» WHAT IS NEEDED
Search the listing below for the line containing "408 => FetchError::Timeout(timeout.as_millis()". From there through the line containing "let page_status = resp", transcribe every line exactly, both ends included.

» RECORDED INFORMATION
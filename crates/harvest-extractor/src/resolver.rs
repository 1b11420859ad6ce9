//! Entity resolution
//!
//! Merges mentions from many documents into canonical entities. Each mention
//! is reduced to a normalised key; keys of the same entity type whose
//! similarity reaches the configured threshold are joined in a union-find
//! forest, so merging is transitive and the final partition does not depend
//! on the order mentions arrive in.
//!
//! Resolution is batch-scoped: mentions are accumulated with
//! [`Resolver::add`] and canonical entities and relations are produced once
//! by [`Resolver::finalize`].

use std::collections::{BTreeMap, BTreeSet, HashMap};

use harvest_core::{
    Annotation, CanonicalEntity, CanonicalRelation, EntityType, MentionId, RelationKey,
    ResolverConfig,
};
use tracing::debug;
use uuid::Uuid;

use crate::union_find::UnionFind;

const HONORIFICS: &[&str] = &["mr", "mrs", "ms", "dr", "prof", "sir"];

const LEGAL_SUFFIXES: &[&str] = &[
    "inc", "corp", "corporation", "co", "ltd", "llc", "plc", "gmbh", "company",
];

// ============================================================================
// Keys and similarity
// ============================================================================

/// Lower-cased, punctuation-stripped form of a surface string.
///
/// Honorifics are dropped from person names and legal suffixes from
/// organisation names, as long as something remains.
pub fn normalize_key(surface: &str, entity_type: EntityType) -> String {
    let cleaned: String = surface
        .chars()
        .map(|c| if c.is_alphanumeric() { c } else { ' ' })
        .flat_map(char::to_lowercase)
        .collect();
    let mut tokens: Vec<&str> = cleaned.split_whitespace().collect();

    match entity_type {
        EntityType::Person => strip_edge(&mut tokens, HONORIFICS, true),
        EntityType::Organization => {
            strip_edge(&mut tokens, &["the"], true);
            strip_edge(&mut tokens, LEGAL_SUFFIXES, false);
        }
        EntityType::Location => strip_edge(&mut tokens, &["the"], true),
        _ => {}
    }

    tokens.join(" ")
}

/// Drop listed words from one end of `tokens`, never emptying it
fn strip_edge(tokens: &mut Vec<&str>, words: &[&str], leading: bool) {
    while tokens.len() > 1 {
        let edge = if leading { tokens[0] } else { tokens[tokens.len() - 1] };
        if !words.iter().any(|w| *w == edge) {
            break;
        }
        if leading {
            tokens.remove(0);
        } else {
            tokens.pop();
        }
    }
}

/// Similarity of two normalised keys in `[0, 1]`.
///
/// Single words compare by normalised edit distance. Keys with the same
/// number of words compare word by word, where an initial matches any word
/// it abbreviates. Keys of different lengths compare by word overlap.
pub fn similarity(a: &str, b: &str) -> f64 {
    if a == b {
        return 1.0;
    }

    let ta: Vec<&str> = a.split_whitespace().collect();
    let tb: Vec<&str> = b.split_whitespace().collect();
    if ta.is_empty() || tb.is_empty() {
        return 0.0;
    }

    match (ta.len(), tb.len()) {
        (1, 1) => strsim::normalized_levenshtein(a, b),
        (la, lb) if la == lb => {
            let total: f64 = ta.iter().zip(&tb).map(|(x, y)| token_similarity(x, y)).sum();
            total / la as f64
        }
        _ => token_overlap(&ta, &tb).max(strsim::normalized_levenshtein(
            &ta.concat(),
            &tb.concat(),
        )),
    }
}

fn is_initial_of(initial: &str, word: &str) -> bool {
    initial.chars().count() == 1 && word.starts_with(initial)
}

fn token_similarity(a: &str, b: &str) -> f64 {
    if a == b || is_initial_of(a, b) || is_initial_of(b, a) {
        1.0
    } else {
        strsim::normalized_levenshtein(a, b)
    }
}

/// Share of the longer key's words matched by the shorter one. At least one
/// word must match exactly.
fn token_overlap(a: &[&str], b: &[&str]) -> f64 {
    let (short, long) = if a.len() <= b.len() { (a, b) } else { (b, a) };
    let mut used = vec![false; long.len()];
    let mut matched = 0usize;
    let mut exact = false;

    for token in short {
        let hit = long.iter().enumerate().find(|(i, other)| {
            !used[*i] && (token == *other || is_initial_of(token, other) || is_initial_of(other, token))
        });
        if let Some((i, other)) = hit {
            used[i] = true;
            matched += 1;
            exact |= token == other;
        }
    }

    if !exact {
        return 0.0;
    }
    matched as f64 / long.len() as f64
}

// ============================================================================
// Resolver
// ============================================================================

#[derive(Debug)]
struct KeyRecord {
    entity_type: EntityType,
    key: String,
    /// Surface form -> number of mentions
    surfaces: BTreeMap<String, u64>,
    documents: BTreeSet<Uuid>,
}

#[derive(Debug)]
struct Observation {
    subject: usize,
    predicate: String,
    object: usize,
    document_id: Uuid,
}

/// Output of one resolution batch
#[derive(Debug, Clone, Default)]
pub struct Resolution {
    /// Canonical entities ordered by id
    pub entities: Vec<CanonicalEntity>,
    /// Canonical relations ordered by key
    pub relations: Vec<CanonicalRelation>,
    /// Which entity each resolved mention belongs to
    pub mention_entities: HashMap<MentionId, Uuid>,
    /// Relations whose subject and object resolved to the same entity
    pub self_relations_dropped: usize,
}

impl Resolution {
    pub fn entity(&self, entity_id: &Uuid) -> Option<&CanonicalEntity> {
        self.entities.iter().find(|e| &e.entity_id == entity_id)
    }

    pub fn entity_for_mention(&self, mention: &MentionId) -> Option<&CanonicalEntity> {
        self.mention_entities
            .get(mention)
            .and_then(|id| self.entity(id))
    }
}

/// Accumulates annotations and merges their mentions into canonical entities
pub struct Resolver {
    threshold: f64,
    keys: Vec<KeyRecord>,
    index: HashMap<(EntityType, String), usize>,
    by_type: HashMap<EntityType, Vec<usize>>,
    sets: UnionFind,
    mention_keys: HashMap<MentionId, usize>,
    observations: Vec<Observation>,
}

impl Resolver {
    pub fn new(config: &ResolverConfig) -> Self {
        Self {
            threshold: config.similarity_threshold,
            keys: Vec::new(),
            index: HashMap::new(),
            by_type: HashMap::new(),
            sets: UnionFind::new(),
            mention_keys: HashMap::new(),
            observations: Vec::new(),
        }
    }

    /// Number of mentions accepted so far
    pub fn mention_count(&self) -> usize {
        self.mention_keys.len()
    }

    pub fn is_empty(&self) -> bool {
        self.mention_keys.is_empty()
    }

    /// Add one document's mentions and relations to the batch.
    ///
    /// Mentions whose key normalises to nothing are skipped, along with any
    /// relation that refers to them. Returns the number of mentions added.
    pub fn add(&mut self, annotation: &Annotation) -> usize {
        let mut added = 0;

        for mention in &annotation.mentions {
            let key = normalize_key(&mention.surface_text, mention.entity_type);
            if key.is_empty() {
                continue;
            }

            let slot = self.intern(mention.entity_type, key);
            let record = &mut self.keys[slot];
            *record
                .surfaces
                .entry(mention.surface_text.trim().to_string())
                .or_insert(0) += 1;
            record.documents.insert(mention.document_id);

            if self.mention_keys.insert(mention.id, slot).is_none() {
                added += 1;
            }
        }

        for relation in &annotation.relations {
            let (Some(&subject), Some(&object)) = (
                self.mention_keys.get(&relation.subject),
                self.mention_keys.get(&relation.object),
            ) else {
                continue;
            };
            self.observations.push(Observation {
                subject,
                predicate: relation.predicate.clone(),
                object,
                document_id: annotation.document_id,
            });
        }

        debug!(
            document_id = %annotation.document_id,
            mentions = added,
            keys = self.keys.len(),
            "Annotation added to resolution batch"
        );
        added
    }

    /// Slot of `(entity_type, key)`, creating it and merging it with every
    /// similar key of the same type if it is new
    fn intern(&mut self, entity_type: EntityType, key: String) -> usize {
        if let Some(&slot) = self.index.get(&(entity_type, key.clone())) {
            return slot;
        }

        let slot = self.sets.make_set();
        let peers = self.by_type.entry(entity_type).or_default();
        for &other in peers.iter() {
            if similarity(&key, &self.keys[other].key) >= self.threshold {
                self.sets.union(slot, other);
            }
        }
        peers.push(slot);

        self.index.insert((entity_type, key.clone()), slot);
        self.keys.push(KeyRecord {
            entity_type,
            key,
            surfaces: BTreeMap::new(),
            documents: BTreeSet::new(),
        });
        slot
    }

    /// Produce canonical entities and relations for everything added so far
    pub fn finalize(&mut self) -> Resolution {
        let mut clusters: BTreeMap<usize, Vec<usize>> = BTreeMap::new();
        for slot in 0..self.keys.len() {
            let root = self.sets.find(slot);
            clusters.entry(root).or_default().push(slot);
        }

        let mut slot_entity = vec![Uuid::nil(); self.keys.len()];
        let mut entities = Vec::with_capacity(clusters.len());

        for members in clusters.values() {
            let entity = self.canonical_entity(members);
            for &slot in members {
                slot_entity[slot] = entity.entity_id;
            }
            entities.push(entity);
        }
        entities.sort_by_key(|e| e.entity_id);

        let mut relations: BTreeMap<RelationKey, (u64, BTreeSet<Uuid>)> = BTreeMap::new();
        let mut self_relations_dropped = 0;
        for obs in &self.observations {
            let subject = slot_entity[obs.subject];
            let object = slot_entity[obs.object];
            if subject == object {
                self_relations_dropped += 1;
                continue;
            }
            let entry = relations
                .entry(RelationKey::new(subject, obs.predicate.clone(), object))
                .or_default();
            entry.0 += 1;
            entry.1.insert(obs.document_id);
        }

        let relations: Vec<CanonicalRelation> = relations
            .into_iter()
            .map(|(key, (support_count, source_document_ids))| CanonicalRelation {
                subject_entity_id: key.subject_entity_id,
                predicate: key.predicate,
                object_entity_id: key.object_entity_id,
                support_count,
                source_document_ids,
            })
            .collect();

        let mention_entities = self
            .mention_keys
            .iter()
            .map(|(mention, &slot)| (*mention, slot_entity[slot]))
            .collect();

        debug!(
            entities = entities.len(),
            relations = relations.len(),
            self_relations_dropped,
            "Resolution batch finalised"
        );

        Resolution {
            entities,
            relations,
            mention_entities,
            self_relations_dropped,
        }
    }

    fn canonical_entity(&self, members: &[usize]) -> CanonicalEntity {
        let mut surfaces: BTreeMap<&str, u64> = BTreeMap::new();
        let mut documents = BTreeSet::new();
        let mut smallest_key: Option<&str> = None;
        let entity_type = self.keys[members[0]].entity_type;

        for &slot in members {
            let record = &self.keys[slot];
            for (surface, count) in &record.surfaces {
                *surfaces.entry(surface.as_str()).or_insert(0) += count;
            }
            documents.extend(record.documents.iter().copied());
            smallest_key = match smallest_key {
                Some(k) if k <= record.key.as_str() => Some(k),
                _ => Some(record.key.as_str()),
            };
        }

        // Most frequent surface form; ties go to the lexicographically smallest
        let canonical_name = surfaces
            .iter()
            .max_by(|a, b| a.1.cmp(b.1).then(b.0.cmp(a.0)))
            .map(|(surface, _)| surface.to_string())
            .unwrap_or_default();

        CanonicalEntity {
            entity_id: CanonicalEntity::derive_id(entity_type, smallest_key.unwrap_or_default()),
            canonical_name,
            entity_type,
            alias_set: surfaces.keys().map(|s| s.to_string()).collect(),
            source_document_ids: documents,
        }
    }
}

// ============================================================================
// Tests
// ============================================================================
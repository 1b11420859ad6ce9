//! Run summary and dead letters

use std::collections::BTreeMap;

use harvest_core::{ErrorClass, Stage};
use serde::{Deserialize, Serialize};
use uuid::Uuid;

/// A document that failed, with enough context to replay it
#[derive(Debug, Clone, PartialEq, Eq, Serialize, Deserialize)]
pub struct DeadLetter {
    pub document_id: Uuid,
    pub source: String,
    pub stage: Stage,
    pub class: ErrorClass,
    pub reason: String,
    pub attempts: u32,
}

/// Outcome of one run
#[derive(Debug, Clone, Default, PartialEq, Eq, Serialize, Deserialize)]
pub struct RunSummary {
    pub documents_submitted: usize,
    pub documents_processed: usize,
    pub documents_failed: BTreeMap<Stage, usize>,
    pub documents_cancelled: usize,
    pub entities_written: usize,
    pub relations_written: usize,
    pub dead_letters: Vec<DeadLetter>,
    pub cancelled: bool,
    pub elapsed_ms: u64,
}

impl RunSummary {
    pub fn failed_total(&self) -> usize {
        self.documents_failed.values().sum()
    }

    /// Whether every submitted document is accounted for exactly once
    pub fn is_balanced(&self) -> bool {
        self.documents_processed + self.failed_total() + self.documents_cancelled
            == self.documents_submitted
    }

    /// Failures of one stage
    pub fn failed_at(&self, stage: Stage) -> usize {
        self.documents_failed.get(&stage).copied().unwrap_or(0)
    }

    pub fn to_json(&self) -> serde_json::Result<String> {
        serde_json::to_string_pretty(self)
    }
}

#[cfg(test)]
mod tests {
    use super::*;

    #[test]
    fn test_summary_serializes_stage_keys() {
        let mut summary = RunSummary {
            documents_submitted: 3,
            documents_processed: 1,
            documents_cancelled: 1,
            ..RunSummary::default()
        };
        summary.documents_failed.insert(Stage::Fetcher, 1);
        summary.dead_letters.push(DeadLetter {
            document_id: Uuid::nil(),
            source: "https://example.com/slow".into(),
            stage: Stage::Fetcher,
            class: ErrorClass::TransientIO,
            reason: "Timed out after 50ms waiting for page".into(),
            attempts: 3,
        });

        assert!(summary.is_balanced());
        let json: serde_json::Value =
            serde_json::from_str(&summary.to_json().unwrap()).unwrap();
        assert_eq!(json["documents_failed"]["fetcher"], 1);
        assert_eq!(json["dead_letters"][0]["class"], "transient_io");
    }
}
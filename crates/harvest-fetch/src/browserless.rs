//! Browserless backend
//!
//! Renders pages with headless Chrome through the Browserless `/content`
//! API. The target page's own status code is reported by Browserless in
//! the `X-Response-Code` header.

use std::sync::atomic::{AtomicU64, Ordering};
use std::time::Duration;

use async_trait::async_trait;
use serde::Serialize;
use tracing::debug;
use url::Url;

use crate::{BrowserBackend, BrowserSession, FetchError, RenderedPage};

/// Extra time granted to the HTTP request beyond the page-readiness timeout
const REQUEST_GRACE: Duration = Duration::from_secs(5);

/// Bound on the `/json/version` check made when a session is opened
const VERSION_CHECK_TIMEOUT: Duration = Duration::from_secs(10);

/// Browserless `/content` backend
pub struct BrowserlessBackend {
    client: reqwest::Client,
    base_url: Url,
    token: Option<String>,
    next_session: AtomicU64,
}

impl BrowserlessBackend {
    pub fn new(base_url: &str, token: Option<&str>) -> Result<Self, FetchError> {
        let client = reqwest::Client::builder()
            .connect_timeout(Duration::from_secs(10))
            .build()
            .map_err(|e| FetchError::SessionUnavailable(format!("HTTP client: {e}")))?;

        let base_url = Url::parse(base_url).map_err(|e| {
            FetchError::SessionUnavailable(format!("Browserless URL {base_url}: {e}"))
        })?;

        Ok(Self {
            client,
            base_url,
            token: token.map(String::from),
            next_session: AtomicU64::new(1),
        })
    }

    fn endpoint(&self, path: &str) -> Url {
        let mut endpoint = self.base_url.clone();
        let base_path = endpoint.path().trim_end_matches('/').to_string();
        endpoint.set_path(&format!("{base_path}{path}"));
        if let Some(ref token) = self.token {
            endpoint.query_pairs_mut().append_pair("token", token);
        }
        endpoint
    }
}

#[async_trait]
impl BrowserBackend for BrowserlessBackend {
    async fn open_session(&self) -> Result<Box<dyn BrowserSession>, FetchError> {
        let resp = self
            .client
            .get(self.endpoint("/json/version"))
            .timeout(VERSION_CHECK_TIMEOUT)
            .send()
            .await
            .map_err(|e| {
                if e.is_timeout() {
                    FetchError::Timeout(VERSION_CHECK_TIMEOUT.as_millis() as u64)
                } else {
                    FetchError::SessionUnavailable(e.to_string())
                }
            })?;

        if !resp.status().is_success() {
            return Err(FetchError::SessionUnavailable(format!(
                "Browserless answered {}",
                resp.status()
            )));
        }

        let id = self.next_session.fetch_add(1, Ordering::Relaxed);
        debug!(session = id, "Browserless session ready");

        Ok(Box::new(BrowserlessSession {
            id,
            client: self.client.clone(),
            endpoint: self.endpoint("/content"),
        }))
    }

    fn name(&self) -> &str {
        "browserless"
    }
}

#[derive(Debug, Serialize)]
#[serde(rename_all = "camelCase")]
struct ContentRequest<'a> {
    url: &'a str,
    goto_options: GotoOptions,
}

#[derive(Debug, Serialize)]
#[serde(rename_all = "camelCase")]
struct GotoOptions {
    timeout: u64,
    wait_until: &'static str,
}

struct BrowserlessSession {
    id: u64,
    client: reqwest::Client,
    endpoint: Url,
}

#[async_trait]
impl BrowserSession for BrowserlessSession {
    async fn render(&mut self, url: &Url, timeout: Duration) -> Result<RenderedPage, FetchError> {
        let body = ContentRequest {
            url: url.as_str(),
            goto_options: GotoOptions {
                timeout: timeout.as_millis() as u64,
                wait_until: "networkidle2",
            },
        };

        let resp = self
            .client
            .post(self.endpoint.clone())
            .timeout(timeout + REQUEST_GRACE)
            .json(&body)
            .send()
            .await?;

        let status = resp.status();
        if !status.is_success() {
            let message = resp.text().await.unwrap_or_default();
            return Err(match status.as_u16() {
                408 => FetchError::Timeout(timeout.as_millis() as u64),
                429 | 500..=599 => FetchError::Network(format!(
                    "Browserless error (status {status}): {message}"
                )),
                _ => FetchError::Render(format!("Browserless error (status {status}): {message}")),
            });
        }

        let page_status = resp
            .headers()
            .get("x-response-code")
            .and_then(|v| v.to_str().ok())
            .and_then(|v| v.trim().parse::<u16>().ok())
            .unwrap_or(200);

        let content = resp.text().await?;
        debug!(session = self.id, status = page_status, bytes = content.len(), "Page rendered");

        Ok(RenderedPage {
            content,
            status: page_status,
        })
    }
}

» RESULT
                408 => FetchError::Timeout(timeout.as_millis() as u64),
                429 | 500..=599 => FetchError::Network(format!(
                    "Browserless error (status {status}): {message}"
                )),
                _ => FetchError::Render(format!("Browserless error (status {status}): {message}")),
            });
        }

        let page_status = resp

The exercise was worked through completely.